Categorical scales
Introduction
So far, the scales we have discussed have only dealt with continuous, quantitative data. Discrete, and particularly categorical data (aka qualitative data), must be mapped using categorical scales (aka qualitative scales).
Categorical data can generally not be measured with a numerical result. Categorical data are typically discrete and segregated into well-defined groups. Examples are countries, blood types, political parties, etc.
Ordinal data are categorical data with intrinsically ordered value categories. Examples are ordering adverbs like "small", "medium", "large", scores for creating a ranking, Likert scales, letter grades for coursework, etc
Ordinal scales
Ordinal scales have a discrete domain and range. Scale domains in D3 are JavaScript arrays (or iterators) that will be read in the order they are given.
const color = d3.scaleOrdinal(["a", "b", "c"], ["red", "green", "blue"]);
console.log(color("a")); // logs: "red"
console.log(color("b")); // logs: "green"

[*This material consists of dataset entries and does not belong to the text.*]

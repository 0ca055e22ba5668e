//! Kubernetes Event recording for the SonarQube controllers.
//!
//! Wraps `kube::runtime::events::Recorder` behind a trait so the reconcile
//! loop can emit Events visible via `kubectl describe` without depending on a
//! live cluster in tests.
//!
//! Events are **fire-and-forget**: failures are logged as warnings and never
//! propagate errors.

use async_trait::async_trait;
use k8s_openapi::api::core::v1::ObjectReference;
use kube::runtime::events::{EventType, Recorder, Reporter};
use kube::Client;
use tracing::warn;

/// Trait for publishing Kubernetes Events.
#[async_trait]
pub trait EventPublisher: Send + Sync {
    /// Publish a Kubernetes Event on the given resource.
    ///
    /// # Arguments
    ///
    /// * `resource_ref` - The Kubernetes object this event is about
    /// * `type_` - Normal or Warning
    /// * `reason` - Machine-readable reason string (see [`reasons`])
    /// * `action` - What action was taken (see [`actions`])
    /// * `note` - Optional human-readable message
    async fn publish(
        &self,
        resource_ref: &ObjectReference,
        type_: EventType,
        reason: &str,
        action: &str,
        note: Option<String>,
    );
}

/// Production implementation wrapping `kube::runtime::events::Recorder`.
pub struct KubeEventPublisher {
    recorder: Recorder,
}

impl KubeEventPublisher {
    /// Create a new publisher reporting as `controller_name`
    /// (e.g. "sonar-group-controller").
    pub fn new(client: Client, controller_name: &str) -> Self {
        let reporter = Reporter {
            controller: controller_name.to_string(),
            instance: std::env::var("POD_NAME").ok(),
        };
        Self {
            recorder: Recorder::new(client, reporter),
        }
    }
}

#[async_trait]
impl EventPublisher for KubeEventPublisher {
    async fn publish(
        &self,
        resource_ref: &ObjectReference,
        type_: EventType,
        reason: &str,
        action: &str,
        note: Option<String>,
    ) {
        let event = kube::runtime::events::Event {
            type_,
            reason: reason.to_string(),
            note,
            action: action.to_string(),
            secondary: None,
        };
        if let Err(e) = self.recorder.publish(&event, resource_ref).await {
            warn!(
                reason,
                action,
                error = %e,
                "Failed to publish Kubernetes event"
            );
        }
    }
}

/// No-op implementation for tests.
pub struct NoopEventPublisher;

#[async_trait]
impl EventPublisher for NoopEventPublisher {
    async fn publish(
        &self,
        _resource_ref: &ObjectReference,
        _type_: EventType,
        _reason: &str,
        _action: &str,
        _note: Option<String>,
    ) {
    }
}

/// Well-known event reason strings.
pub mod reasons {
    /// Create chain converged
    pub const CREATED: &str = "Created";
    /// A convergence step failed
    pub const RECONCILE_FAILED: &str = "ReconcileFailed";
    /// Delete chain completed and the finalizer was released
    pub const DELETED: &str = "Deleted";
    /// The referenced SonarQube connection is not ready
    pub const DEPENDENCY_NOT_READY: &str = "DependencyNotReady";
}

/// Well-known event action strings.
pub mod actions {
    /// Running the create chain
    pub const RECONCILE: &str = "Reconcile";
    /// Running the delete chain
    pub const DELETE: &str = "Delete";
    /// Resolving the SonarQube connection
    pub const RESOLVE: &str = "ResolveConnection";
}

#[cfg(test)]
mod tests {
    use super::*;

    #[test]
    fn noop_publisher_is_send_sync() {
        fn assert_send_sync<T: Send + Sync>() {}
        assert_send_sync::<NoopEventPublisher>();
    }

    #[test]
    fn reasons_are_pascal_case() {
        assert_eq!(reasons::CREATED, "Created");
        assert_eq!(reasons::RECONCILE_FAILED, "ReconcileFailed");
        assert_eq!(reasons::DEPENDENCY_NOT_READY, "DependencyNotReady");
    }

    #[tokio::test]
    async fn noop_publisher_does_not_panic() {
        let publisher = NoopEventPublisher;
        publisher
            .publish(
                &ObjectReference::default(),
                EventType::Warning,
                reasons::RECONCILE_FAILED,
                actions::RECONCILE,
                Some("boom".to_string()),
            )
            .await;
    }
}
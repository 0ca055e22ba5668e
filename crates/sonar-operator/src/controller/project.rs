//! SonarProject: the project and its visibility, then the quality gate
//! association

use async_trait::async_trait;
use tracing::{debug, info};

use sonar_client::{ProjectApi, QualityGateApi, SonarHandle};
use sonar_common::crd::SonarProject;
use sonar_common::Result;
use sonar_engine::{tolerate_not_found, Observed, Step};

use super::{found, Chain};

/// Ensure project, then select its quality gate
pub fn create_chain() -> Chain<SonarProject> {
    Chain::new().then(EnsureProject).then(SelectQualityGate)
}

/// Delete the project
pub fn delete_chain() -> Chain<SonarProject> {
    Chain::new().then(DeleteProject)
}

struct EnsureProject;

#[async_trait]
impl Step<SonarProject, SonarHandle> for EnsureProject {
    fn name(&self) -> &'static str {
        "ensure_project"
    }

    async fn run(&self, client: &SonarHandle, project: &SonarProject, _: &mut Observed) -> Result<()> {
        let spec = &project.spec;
        match found(client.get_project(&spec.key).await)? {
            None => {
                client
                    .create_project(&spec.key, &spec.name, spec.visibility)
                    .await?;
                info!(project = %spec.key, visibility = %spec.visibility, "Created project");
            }
            Some(existing) if existing.visibility != spec.visibility => {
                client.update_visibility(&spec.key, spec.visibility).await?;
                info!(project = %spec.key, visibility = %spec.visibility, "Updated project visibility");
            }
            Some(_) => debug!(project = %spec.key, "Project up to date"),
        }
        Ok(())
    }
}

struct SelectQualityGate;

#[async_trait]
impl Step<SonarProject, SonarHandle> for SelectQualityGate {
    fn name(&self) -> &'static str {
        "select_quality_gate"
    }

    async fn run(&self, client: &SonarHandle, project: &SonarProject, _: &mut Observed) -> Result<()> {
        let spec = &project.spec;
        let Some(gate) = spec.quality_gate.as_deref() else {
            return Ok(());
        };
        let current = found(client.project_gate(&spec.key).await)?;
        if current.as_deref() == Some(gate) {
            return Ok(());
        }
        client.select_gate(gate, &spec.key).await?;
        info!(project = %spec.key, gate = %gate, "Selected quality gate");
        Ok(())
    }
}

struct DeleteProject;

#[async_trait]
impl Step<SonarProject, SonarHandle> for DeleteProject {
    fn name(&self) -> &'static str {
        "delete_project"
    }

    async fn run(&self, client: &SonarHandle, project: &SonarProject, _: &mut Observed) -> Result<()> {
        tolerate_not_found(client.delete_project(&project.spec.key).await)
    }
}

#[cfg(test)]
mod tests {
    use sonar_common::crd::{ProjectVisibility, SonarProjectSpec};

    use super::*;
    use crate::fake::FakeSonar;

    fn project(visibility: ProjectVisibility, gate: Option<&str>) -> SonarProject {
        SonarProject::new(
            "billing",
            SonarProjectSpec {
                sonar_ref: "sonar".to_string(),
                key: "acme:billing".to_string(),
                name: "Billing".to_string(),
                visibility,
                quality_gate: gate.map(str::to_string),
            },
        )
    }

    #[tokio::test]
    async fn creates_project_and_selects_gate() {
        let fake = FakeSonar::new();
        create_chain()
            .run(
                &fake.handle(),
                &project(ProjectVisibility::Private, Some("strict")),
                &mut Observed::default(),
            )
            .await
            .unwrap();

        assert_eq!(
            fake.calls(),
            vec![
                "create_project acme:billing private",
                "select_gate strict acme:billing",
            ]
        );
    }

    #[tokio::test]
    async fn visibility_change_is_applied_once() {
        let fake = FakeSonar::new();
        create_chain()
            .run(
                &fake.handle(),
                &project(ProjectVisibility::Private, None),
                &mut Observed::default(),
            )
            .await
            .unwrap();
        fake.clear_calls();

        let public = project(ProjectVisibility::Public, None);
        create_chain()
            .run(&fake.handle(), &public, &mut Observed::default())
            .await
            .unwrap();
        create_chain()
            .run(&fake.handle(), &public, &mut Observed::default())
            .await
            .unwrap();

        assert_eq!(fake.calls(), vec!["update_visibility acme:billing public"]);
    }

    #[tokio::test]
    async fn selected_gate_is_not_reselected() {
        let fake = FakeSonar::new();
        let desired = project(ProjectVisibility::Private, Some("strict"));
        create_chain()
            .run(&fake.handle(), &desired, &mut Observed::default())
            .await
            .unwrap();
        fake.clear_calls();

        create_chain()
            .run(&fake.handle(), &desired, &mut Observed::default())
            .await
            .unwrap();

        assert!(fake.calls().is_empty());
    }

    #[tokio::test]
    async fn delete_tolerates_missing_project() {
        let fake = FakeSonar::new();
        let desired = project(ProjectVisibility::Private, None);
        create_chain()
            .run(&fake.handle(), &desired, &mut Observed::default())
            .await
            .unwrap();
        fake.clear_calls();

        delete_chain()
            .run(&fake.handle(), &desired, &mut Observed::default())
            .await
            .unwrap();
        delete_chain()
            .run(&fake.handle(), &desired, &mut Observed::default())
            .await
            .unwrap();

        assert_eq!(fake.calls(), vec!["delete_project acme:billing"]);
    }
}
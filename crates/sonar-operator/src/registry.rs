//! Explicit registry binding each kind to its chains
//!
//! Built once at startup and consumed into one controller future per kind.
//! There is no global registration; what runs is exactly what was
//! registered on the builder.

use std::fmt::Debug;
use std::future::Future;
use std::pin::Pin;
use std::sync::Arc;
use std::time::Duration;

use futures::StreamExt;
use k8s_openapi::apiextensions_apiserver::pkg::apis::apiextensions::v1::CustomResourceDefinition;
use k8s_openapi::NamespaceResourceScope;
use kube::runtime::controller::Action;
use kube::runtime::watcher::Config as WatcherConfig;
use kube::runtime::Controller;
use kube::{Api, Client, CustomResourceExt, Resource, ResourceExt};
use serde::de::DeserializeOwned;
use tracing::{debug, info, warn};

use sonar_client::SonarHandle;
use sonar_common::crd::{
    ManagedResource, SonarGroup, SonarPermissionTemplate, SonarProject, SonarQualityGate,
    SonarQualityProfile, SonarQube, SonarUser,
};
use sonar_common::events::KubeEventPublisher;
use sonar_common::Error;
use sonar_engine::{ObjectKey, Outcome, Reconciler, RequeuePolicy};

use crate::connection::KubeConnectionResolver;
use crate::controller::{
    group, permission_template, project, quality_gate, quality_profile, sonarqube, user, Chain,
};
use crate::store::KubeStore;

/// Watcher timeout (seconds), below the client read timeout so idle watches
/// are closed by the API server first
const WATCH_TIMEOUT_SECS: u32 = 25;

/// A running controller
pub type ControllerFuture = Pin<Box<dyn Future<Output = ()> + Send>>;

/// Builder collecting one controller per registered kind
pub struct ControllerRegistry {
    client: Client,
    resolver: Arc<KubeConnectionResolver>,
    requeue: RequeuePolicy,
    namespace: Option<String>,
    kinds: Vec<&'static str>,
    controllers: Vec<ControllerFuture>,
}

impl ControllerRegistry {
    /// Start an empty registry
    pub fn builder(client: Client, resolver: Arc<KubeConnectionResolver>) -> Self {
        Self {
            client,
            resolver,
            requeue: RequeuePolicy::default(),
            namespace: None,
            kinds: Vec::new(),
            controllers: Vec::new(),
        }
    }

    /// Requeue policy for kinds registered after this call
    pub fn requeue(mut self, requeue: RequeuePolicy) -> Self {
        self.requeue = requeue;
        self
    }

    /// Restrict watches to one namespace (`None` watches all)
    pub fn watch_namespace(mut self, namespace: Option<String>) -> Self {
        self.namespace = namespace;
        self
    }

    /// Register the connection health controller
    pub fn register_connections(mut self) -> Self {
        let ctx = Arc::new(sonarqube::ConnectionContext {
            client: self.client.clone(),
            resolver: self.resolver.clone(),
            requeue: self.requeue,
        });
        let controller = Controller::new(
            self.api::<SonarQube>(),
            WatcherConfig::default().timeout(WATCH_TIMEOUT_SECS),
        )
        .shutdown_on_signal()
        .run(sonarqube::reconcile, sonarqube::error_policy, ctx)
        .for_each(log_reconcile_result("sonarqube"));

        self.kinds.push("sonarqube");
        self.controllers.push(Box::pin(controller));
        self
    }

    /// Register a managed kind with its create and delete chains
    pub fn register<K>(mut self, create: Chain<K>, delete: Chain<K>) -> Self
    where
        K: ManagedResource
            + Resource<Scope = NamespaceResourceScope>
            + Clone
            + DeserializeOwned
            + Debug
            + Send
            + Sync
            + 'static,
    {
        let events = Arc::new(KubeEventPublisher::new(
            self.client.clone(),
            &format!("sonar-{}-controller", K::KIND_LABEL.replace('_', "-")),
        ));
        let reconciler = Reconciler::new(
            Arc::new(KubeStore::<K>::new(self.client.clone())),
            self.resolver.clone(),
            create,
            delete,
        )
        .with_requeue(self.requeue)
        .with_events(events);

        let controller = Controller::new(
            self.api::<K>(),
            WatcherConfig::default().timeout(WATCH_TIMEOUT_SECS),
        )
        .shutdown_on_signal()
        .run(reconcile_managed::<K>, error_policy_managed::<K>, Arc::new(reconciler))
        .for_each(log_reconcile_result(K::KIND_LABEL));

        self.kinds.push(K::KIND_LABEL);
        self.controllers.push(Box::pin(controller));
        self
    }

    /// Register the connection controller and every managed kind
    pub fn with_all_kinds(self) -> Self {
        self.register_connections()
            .register(group::create_chain(), group::delete_chain())
            .register(user::create_chain(), user::delete_chain())
            .register(
                permission_template::create_chain(),
                permission_template::delete_chain(),
            )
            .register(quality_gate::create_chain(), quality_gate::delete_chain())
            .register(quality_profile::create_chain(), quality_profile::delete_chain())
            .register(project::create_chain(), project::delete_chain())
    }

    /// Labels of the registered kinds, in registration order
    pub fn kinds(&self) -> &[&'static str] {
        &self.kinds
    }

    /// Consume the registry into its controller futures
    pub fn build(self) -> Vec<ControllerFuture> {
        for kind in &self.kinds {
            info!(kind, "- controller registered");
        }
        self.controllers
    }

    fn api<K>(&self) -> Api<K>
    where
        K: Resource<Scope = NamespaceResourceScope, DynamicType = ()>,
    {
        match &self.namespace {
            Some(ns) => Api::namespaced(self.client.clone(), ns),
            None => Api::all(self.client.clone()),
        }
    }
}

async fn reconcile_managed<K>(
    object: Arc<K>,
    reconciler: Arc<Reconciler<K, SonarHandle>>,
) -> Result<Action, Error>
where
    K: ManagedResource + Clone + Debug + Send + Sync + 'static,
{
    reconciler
        .reconcile(&ObjectKey::of(object.as_ref()))
        .await
        .map(Outcome::into_action)
}

fn error_policy_managed<K>(
    object: Arc<K>,
    error: &Error,
    reconciler: Arc<Reconciler<K, SonarHandle>>,
) -> Action
where
    K: ManagedResource + Clone + Debug + Send + Sync + 'static,
{
    if error.is_conflict() {
        debug!(
            kind = K::KIND_LABEL,
            object = %object.name_any(),
            "Object changed during reconcile, retrying from fresh state"
        );
    } else {
        warn!(
            kind = K::KIND_LABEL,
            object = %object.name_any(),
            error = %error,
            "Reconcile failed before status could be recorded"
        );
    }
    Action::requeue(failure_delay(error, reconciler.requeue_policy()))
}

/// Delay before retrying a pass that failed outside the status path
///
/// Write conflicts retry after the dependency interval, anything else after
/// the first backoff step.
fn failure_delay(error: &Error, policy: &RequeuePolicy) -> Duration {
    if error.is_conflict() {
        policy.dependency_interval
    } else {
        policy.backoff.delay(0)
    }
}

/// Creates a closure for logging reconciliation results.
fn log_reconcile_result<T: Debug, E: Debug>(
    kind: &'static str,
) -> impl Fn(Result<T, E>) -> std::future::Ready<()> {
    move |result| {
        match result {
            Ok(action) => tracing::debug!(?action, kind, "Reconciliation completed"),
            Err(e) => tracing::error!(error = ?e, kind, "Reconciliation error"),
        }
        std::future::ready(())
    }
}

/// CRDs served by the operator
pub fn crds() -> Vec<CustomResourceDefinition> {
    vec![
        SonarQube::crd(),
        SonarGroup::crd(),
        SonarUser::crd(),
        SonarPermissionTemplate::crd(),
        SonarQualityGate::crd(),
        SonarQualityProfile::crd(),
        SonarProject::crd(),
    ]
}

console.log(color("c")); // logs: "blue"
The default domain is an empty array.
An ordinal scale returns undefined
if the range is not defined.
If an input value that is not in the domain, is passed to the scale, it is implicitly assigned to the domain
(provided that unknown
is not explicitly set to a value).
Range values are mapped in the order that domain values are assigned.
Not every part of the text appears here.